Transforming growth factor‐ β 1 up‐regulates the expression of nerve growth factor through mitogen‐activated protein kinase signaling pathways in dental pulp cells

Transforming growth factor‐ β 1 (TGF‐ β 1) and nerve growth factor (NGF) have been detected in pulp tissues after injury and are implicated in the differentiation of odontoblast‐like cells and in pulp tissue repair. We examined TGF‐ β 1‐mediated regulation of NGF and investigated its signaling pathways in human dental pulp cells.

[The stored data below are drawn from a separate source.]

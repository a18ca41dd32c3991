use std::any::type_name;
use std::sync::atomic::{AtomicBool, Ordering};
use std::time::Instant;
use tokio::sync::RwLock;
use tracing::{debug, warn};

// Lock acquisitions slower than this are reported
const SLOW_LOCK_SECS: u64 = 5;

/// Tokio RwLock wrapper that knows the name of the guarded type and reports
/// contended or slow acquisitions.
#[derive(Debug, Default)]
pub struct CustomRwLock<T> {
    name: String,
    lock: RwLock<T>,
    write_locked: AtomicBool,
}

impl<T> CustomRwLock<T> {
    pub fn new(data: T) -> Self {
        Self {
            name: type_name::<T>().to_string(),
            lock: RwLock::new(data),
            write_locked: AtomicBool::new(false),
        }
    }

    pub async fn read(&self) -> tokio::sync::RwLockReadGuard<'_, T> {
        let start = Instant::now();
        if self.write_locked.load(Ordering::SeqCst) {
            debug!(
                "Read lock '{}' is waiting for a write lock to be released",
                self.name
            );
        }
        let guard = self.lock.read().await;
        let duration = start.elapsed();
        if duration.as_secs() > SLOW_LOCK_SECS {
            warn!(
                "Read lock '{}' took too long to acquire: {:?}",
                self.name, duration
            );
        }
        guard
    }

    pub async fn write(&self) -> tokio::sync::RwLockWriteGuard<'_, T> {
        let start = Instant::now();
        if self.write_locked.load(Ordering::SeqCst) {
            debug!(
                "Write lock '{}' requested while another write lock is active",
                self.name
            );
        }
        self.write_locked.store(true, Ordering::SeqCst);
        let guard = self.lock.write().await;
        self.write_locked.store(false, Ordering::SeqCst);
        let duration = start.elapsed();
        if duration.as_secs() > SLOW_LOCK_SECS {
            warn!(
                "Write lock '{}' took too long to acquire: {:?}",
                self.name, duration
            );
        }
        guard
    }
}

#[cfg(test)]
mod tests {
    use super::*;

    #[tokio::test]
    async fn read_after_write_sees_the_new_value() {
        let lock = CustomRwLock::new(1u32);
        {
            let mut guard = lock.write().await;
            *guard = 2;
        }
        assert_eq!(*lock.read().await, 2);
    }
}
use crate::appscan_app_info::*;
use crate::rwlock::CustomRwLock;
use serde::{Deserialize, Serialize};
use tokio::sync::broadcast;
use tracing::trace;

// Snapshots a slow subscriber may fall behind by before it starts lagging
const SNAPSHOT_CHANNEL_SIZE: usize = 16;

/// Whole-scan counters, computed over the unfiltered app list. An app is
/// safe when it holds no granted dangerous-class permission.
#[derive(Debug, Serialize, Deserialize, Clone, Copy, PartialEq, Eq, Default)]
pub struct ScanSummary {
    pub total_apps: usize,
    pub safe_apps: usize,
    pub risky_apps: usize,
}

/// One complete, internally consistent snapshot of the app list view.
/// `visible_apps` and `summary` are derived and rebuilt on every transition,
/// they are never edited on their own.
#[derive(Debug, Serialize, Deserialize, Clone, PartialEq)]
pub struct AppListState {
    pub all_apps: Vec<AppInfo>,
    pub query: String,
    pub include_system_apps: bool,
    pub visible_apps: Vec<AppInfo>,
    pub summary: ScanSummary,
}

impl AppListState {
    pub fn new() -> AppListState {
        AppListState {
            all_apps: Vec::new(),
            query: "".to_string(),
            include_system_apps: false,
            visible_apps: Vec::new(),
            summary: ScanSummary::default(),
        }
    }

    fn matches_query(app: &AppInfo, query: &str) -> bool {
        app.app_name.to_lowercase().contains(query)
            || app.package_name.to_lowercase().contains(query)
    }

    fn recompute(&mut self) {
        let query = self.query.to_lowercase();
        self.visible_apps = if query.trim().is_empty() {
            self.all_apps.clone()
        } else {
            self.all_apps
                .iter()
                .filter(|app| Self::matches_query(app, &query))
                .cloned()
                .collect()
        };

        // The summary reflects the full scan, not the filtered view
        let safe_apps = self
            .all_apps
            .iter()
            .filter(|app| app.critical_granted_permissions == 0)
            .count();
        self.summary = ScanSummary {
            total_apps: self.all_apps.len(),
            safe_apps,
            risky_apps: self.all_apps.len() - safe_apps,
        };
    }
}

/// Single-writer container for the list view state. Transitions mutate the
/// state under the write lock, rebuild the derived fields, then publish the
/// finished snapshot. Readers either poll `current` or `subscribe` to
/// receive every published snapshot.
pub struct AppListStore {
    state: CustomRwLock<AppListState>,
    publisher: broadcast::Sender<AppListState>,
}

impl AppListStore {
    pub fn new() -> AppListStore {
        let (publisher, _) = broadcast::channel(SNAPSHOT_CHANNEL_SIZE);
        AppListStore {
            state: CustomRwLock::new(AppListState::new()),
            publisher,
        }
    }

    pub async fn current(&self) -> AppListState {
        self.state.read().await.clone()
    }

    pub fn subscribe(&self) -> broadcast::Receiver<AppListState> {
        self.publisher.subscribe()
    }

    async fn transition<F>(&self, apply: F) -> AppListState
    where
        F: FnOnce(&mut AppListState),
    {
        let mut state = self.state.write().await;
        apply(&mut state);
        state.recompute();
        let snapshot = state.clone();
        // Publish while still holding the write guard so snapshots reach
        // subscribers in transition order. send never blocks, and no
        // receivers is fine, polling via current() is also supported.
        let _ = self.publisher.send(snapshot.clone());
        snapshot
    }

    /// Replace the app list with a fresh aggregation snapshot. The query and
    /// the system-apps flag survive the replacement.
    pub async fn set_all_apps(&self, apps: Vec<AppInfo>) -> AppListState {
        trace!("Publishing a new app list snapshot of {} apps", apps.len());
        self.transition(|state| state.all_apps = apps).await
    }

    /// Case-insensitive substring filter over app name and package name.
    /// A blank query matches everything.
    pub async fn set_query(&self, query: &str) -> AppListState {
        self.transition(|state| state.query = query.to_string())
            .await
    }

    /// Flip the system-apps intent and return the new flag. The app list is
    /// untouched: the caller owns the decision to re-enumerate and push a
    /// fresh snapshot through `set_all_apps`.
    pub async fn toggle_system_apps(&self) -> bool {
        let snapshot = self
            .transition(|state| state.include_system_apps = !state.include_system_apps)
            .await;
        snapshot.include_system_apps
    }
}

impl Default for AppListStore {
    fn default() -> Self {
        Self::new()
    }
}

#[cfg(test)]
mod tests {
    use super::*;
    use serial_test::serial;

    fn app(package: &str, name: &str, perms: &[(&str, bool)]) -> AppInfo {
        let mut raw = RawAppRecord::new();
        raw.package_name = package.to_string();
        raw.app_name = name.to_string();
        raw.requested_permissions = perms.iter().map(|(p, _)| p.to_string()).collect();
        raw.granted_flags = perms.iter().map(|(_, granted)| *granted).collect();
        AppInfo::from_raw(&raw)
    }

    fn sample_apps() -> Vec<AppInfo> {
        vec![
            app("com.a", "Alpha", &[("android.permission.CAMERA", true)]),
            app("com.b", "Beta", &[("android.permission.CAMERA", false)]),
        ]
    }

    #[tokio::test]
    #[serial]
    async fn query_filters_by_name_and_package() {
        let store = AppListStore::new();
        store.set_all_apps(sample_apps()).await;

        let state = store.set_query("alp").await;
        assert_eq!(state.visible_apps.len(), 1);
        assert_eq!(state.visible_apps[0].app_name, "Alpha");

        // Package names match too, case-insensitively
        let state = store.set_query("COM.B").await;
        assert_eq!(state.visible_apps.len(), 1);
        assert_eq!(state.visible_apps[0].package_name, "com.b");

        let state = store.set_query("").await;
        assert_eq!(state.visible_apps.len(), 2);
    }

    #[tokio::test]
    #[serial]
    async fn summary_ignores_the_filter() {
        let store = AppListStore::new();
        store.set_all_apps(sample_apps()).await;
        let state = store.set_query("alp").await;

        assert_eq!(state.visible_apps.len(), 1);
        assert_eq!(state.summary.total_apps, 2);
        assert_eq!(state.summary.safe_apps, 1);
        assert_eq!(state.summary.risky_apps, 1);
    }

    #[tokio::test]
    #[serial]
    async fn toggle_flips_intent_without_touching_the_list() {
        let store = AppListStore::new();
        store.set_all_apps(sample_apps()).await;

        assert!(store.toggle_system_apps().await);
        let state = store.current().await;
        assert_eq!(state.all_apps.len(), 2);
        assert!(state.include_system_apps);

        assert!(!store.toggle_system_apps().await);
    }

    #[tokio::test]
    #[serial]
    async fn query_survives_a_snapshot_replacement() {
        let store = AppListStore::new();
        store.set_query("alp").await;
        let state = store.set_all_apps(sample_apps()).await;

        assert_eq!(state.query, "alp");
        assert_eq!(state.visible_apps.len(), 1);
        assert_eq!(state.visible_apps[0].app_name, "Alpha");
    }

    #[tokio::test]
    #[serial]
    async fn summary_counts_always_add_up() {
        let store = AppListStore::new();
        let check = |state: &AppListState| {
            assert_eq!(
                state.summary.total_apps,
                state.summary.safe_apps + state.summary.risky_apps
            );
        };

        check(&store.current().await);
        check(&store.set_all_apps(sample_apps()).await);
        check(&store.set_query("beta").await);
        store.toggle_system_apps().await;
        check(&store.current().await);
        check(&store.set_all_apps(Vec::new()).await);
        check(&store.set_query("").await);
    }

    #[tokio::test]
    #[serial]
    async fn empty_scan_yields_a_zero_summary() {
        let store = AppListStore::new();
        let state = store.set_all_apps(Vec::new()).await;
        assert_eq!(state.summary, ScanSummary::default());
        assert!(state.visible_apps.is_empty());
    }

    #[tokio::test]
    #[serial]
    async fn subscribers_receive_complete_snapshots() {
        let store = AppListStore::new();
        let mut receiver = store.subscribe();

        store.set_all_apps(sample_apps()).await;
        let snapshot = receiver.recv().await.expect("Missing snapshot");
        assert_eq!(snapshot.all_apps.len(), 2);
        assert_eq!(snapshot.summary.total_apps, 2);

        store.set_query("alp").await;
        let snapshot = receiver.recv().await.expect("Missing snapshot");
        assert_eq!(snapshot.visible_apps.len(), 1);
        // Derived fields are never stale relative to their inputs
        assert_eq!(snapshot.summary.total_apps, snapshot.all_apps.len());
    }

    #[tokio::test]
    #[serial]
    async fn snapshots_are_published_in_transition_order() {
        let store = AppListStore::new();
        let mut receiver = store.subscribe();

        store.set_all_apps(sample_apps()).await;
        store.set_query("alp").await;
        store.set_query("beta").await;
        store.toggle_system_apps().await;

        let queries: Vec<(String, bool)> = vec![
            receiver.recv().await.expect("Missing snapshot"),
            receiver.recv().await.expect("Missing snapshot"),
            receiver.recv().await.expect("Missing snapshot"),
            receiver.recv().await.expect("Missing snapshot"),
        ]
        .into_iter()
        .map(|snapshot| (snapshot.query, snapshot.include_system_apps))
        .collect();

        assert_eq!(
            queries,
            vec![
                ("".to_string(), false),
                ("alp".to_string(), false),
                ("beta".to_string(), false),
                ("beta".to_string(), true),
            ]
        );
        // The last published snapshot is the current one
        let state = store.current().await;
        assert_eq!(state.query, "beta");
        assert!(state.include_system_apps);
    }
}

Analyses by reverse transcription–polymerase chain reaction (RT–PCR) and enzyme‐linked immunosorbent assay (ELISA) revealed that TGF‐ β 1 (1 ng ml −1 ) induced NGF mRNA and protein expression through the phosphorylation of p38 mitogen‐activated protein kinase (MAPK) and c‐Jun N‐terminal kinase (JNK). Blockade of the p38 MAPK and JNK pathways with the respective upstream inhibitors (SB203580 and SP600125) abolished the TGF‐ β 1‐mediated induction of NGF. In addition, SB225002, a G‐protein‐coupled receptor antagonist, and staurosporine, a serine‐threonine kinase inhibitor, partially inhibited TGF‐ β 1‐mediated induction of NGF. Phospho‐p38 MAPK was suppressed by SB225002, whereas phospho‐JNK was inhibited by staurosporine. We conclude that TGF‐ β 1 up‐regulates NGF in human dental pulp cells. This suggests that TGF‐ β 1 plays a role in NGF regulation during pulp tissue repair. The signal of TGF‐ β 1 involves the activation of MAPK, especially p38 and JNK. We suggest that crosstalk between TGF‐ β 1 and G‐protein‐coupled receptor signaling also participates in the inductive mechanism.